I admit it, I made heavy weather of this book.  I was entranced by the quirky humour of Peter Carey’s early work, Oscar and Lucinda and Bliss, and quite enjoyed The Tax Inspector and Jack Maggs, but his subsequent books have failed to interest me at all.  I’ve bought first editions of most them (including True History of the Kelly Gang which won the Booker and the Miles Franklin and the Commonwealth Writers Prize) because Carey is after all, Australia’s most famous literary export and people say he could be in line for the Nobel Prize.  Carey was a nominee for the Man Booker too, but missed out to Ismail Kadare, who writes terrific books with significant political undertones. I really enjoyed The Siege (see my review) and The Palace of Dreams, and have The Concert nudging its way along the TBR, but I digress.

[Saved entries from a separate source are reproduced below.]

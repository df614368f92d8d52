//! Bubble group analysis: equal-width strips, dark-pixel histogram, standout test

use std::ops::Range;

use crate::config::ReaderConfig;
use crate::error::{FormError, FormResult};
use crate::models::Region;
use crate::utils::LumaPlane;
use crate::utils::binarization::count_dark_pixels;

/// Histogram of one bubble group and the strip that stands out, if any
#[derive(Debug, Clone, PartialEq)]
pub struct SectionReading {
    counts: Vec<usize>,
    boundaries: Vec<u32>,
    mean: f64,
    winner: Option<usize>,
}

/// Strip edges for `sections` strips across `width` pixels.
///
/// Returns `sections + 1` edges; strip `i` covers `edges[i]..edges[i + 1]`.
/// Strip `i` starts at `floor(i * width / sections)` and the final strip ends at
/// `width`, so it picks up whatever the division leaves over.
pub fn strip_boundaries(width: u32, sections: usize) -> Vec<u32> {
    let mut edges: Vec<u32> = (0..sections)
        .map(|i| (i as u64 * width as u64 / sections as u64) as u32)
        .collect();
    edges.push(width);
    edges
}

impl SectionReading {
    /// Analyse a plane that already covers exactly one bubble group
    pub fn from_plane(
        gray: &LumaPlane,
        sections: usize,
        dark_threshold: u8,
        significance_factor: f64,
    ) -> FormResult<Self> {
        let (width, height) = (gray.width(), gray.height());
        if sections == 0 || width == 0 || height == 0 {
            return Err(FormError::InvalidRegion {
                width,
                height,
                sections,
            });
        }

        let boundaries = strip_boundaries(width, sections);
        let counts: Vec<usize> = boundaries
            .windows(2)
            .map(|edge| count_dark_pixels(gray, edge[0]..edge[1], dark_threshold))
            .collect();

        let total: usize = counts.iter().sum();
        let mean = total as f64 / sections as f64;

        // Strict `>` keeps the leftmost strip on ties
        let mut max_count = 0usize;
        let mut max_index = None;
        for (i, &count) in counts.iter().enumerate() {
            if count > max_count {
                max_count = count;
                max_index = Some(i);
            }
        }

        let winner = if mean == 0.0 {
            if max_count > 0 { max_index } else { None }
        } else if max_count as f64 > (1.0 + significance_factor) * mean {
            max_index
        } else {
            None
        };

        Ok(Self {
            counts,
            boundaries,
            mean,
            winner,
        })
    }

    /// 0-based index of the standout strip, 0 when nothing stands out.
    ///
    /// With ten strips the index is the digit. Strip 0 winning and no mark at
    /// all both read as 0; use [`SectionReading::winner`] to tell them apart.
    pub fn standout(&self) -> usize {
        self.winner.unwrap_or(0)
    }

    /// Standout strip, `None` when no strip is significantly darker than the mean
    pub fn winner(&self) -> Option<usize> {
        self.winner
    }

    /// Dark-pixel count per strip, left to right
    pub fn counts(&self) -> &[usize] {
        &self.counts
    }

    /// Mean dark-pixel count
    pub fn mean(&self) -> f64 {
        self.mean
    }

    /// Strip edges relative to the group's left edge
    pub fn boundaries(&self) -> &[u32] {
        &self.boundaries
    }

    /// Column span of strip `i`
    pub fn strip(&self, i: usize) -> Option<Range<u32>> {
        let start = *self.boundaries.get(i)?;
        let end = *self.boundaries.get(i + 1)?;
        Some(start..end)
    }

    /// Width of every strip
    pub fn strip_widths(&self) -> Vec<u32> {
        self.boundaries.windows(2).map(|e| e[1] - e[0]).collect()
    }
}

/// Analyse the bubble group covered by `region`.
///
/// Zero-area regions and a zero section count are rejected with
/// [`FormError::InvalidRegion`]; regions outside the scan with
/// [`FormError::RegionOutOfBounds`].
pub fn analyze_sections(
    luma: &LumaPlane,
    region: Region,
    sections: usize,
    config: &ReaderConfig,
) -> FormResult<SectionReading> {
    if sections == 0 || region.is_empty() {
        return Err(FormError::InvalidRegion {
            width: region.width(),
            height: region.height(),
            sections,
        });
    }

    let gray = luma.crop(region)?;
    SectionReading::from_plane(
        &gray,
        sections,
        config.dark_threshold,
        config.significance_factor,
    )
}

(To digress again – awarding the Nobel to Carey would be a smart move by the Nobel committee because it would please Americans – who’ve apparently been complaining about not getting one since Toni Morrison in 1993 – and also Australians – who don’t expect to get one but like winning anything especially when national pride is bruised by losing the Ashes.  But I personally think that the committee should ignore peevish complaints and national tally boards of prize winners and stick to awarding the prize in the terms of the prize winner’s Will, a topic dear to my heart as my readers know.)

Anyway, despite Carey’s fame, my first editions sit pristine on the TBR.  I feel mildly guilty and unpatriotic about this so have borrowed a couple of audio book versions in an effort to trigger some enthusiasm but no, it didn’t work, and I took those back to the library unfinished too.  When Parrot and Olivier in America came out I didn’t buy it because I decided it was silly to spend money on a book I knew I wasn’t going to read even if it was conceivably an investment.  So when it was nominated for the Miles Franklin I had to borrow a copy – but sent it back unread after the first few chapters, and I was peeved indeed when this title was chosen by poll for our ANZLL schedule this year!

But – the Fates had clearly spoken so I went back to the library, got it out again and read it, making heavy weather of it as I said above…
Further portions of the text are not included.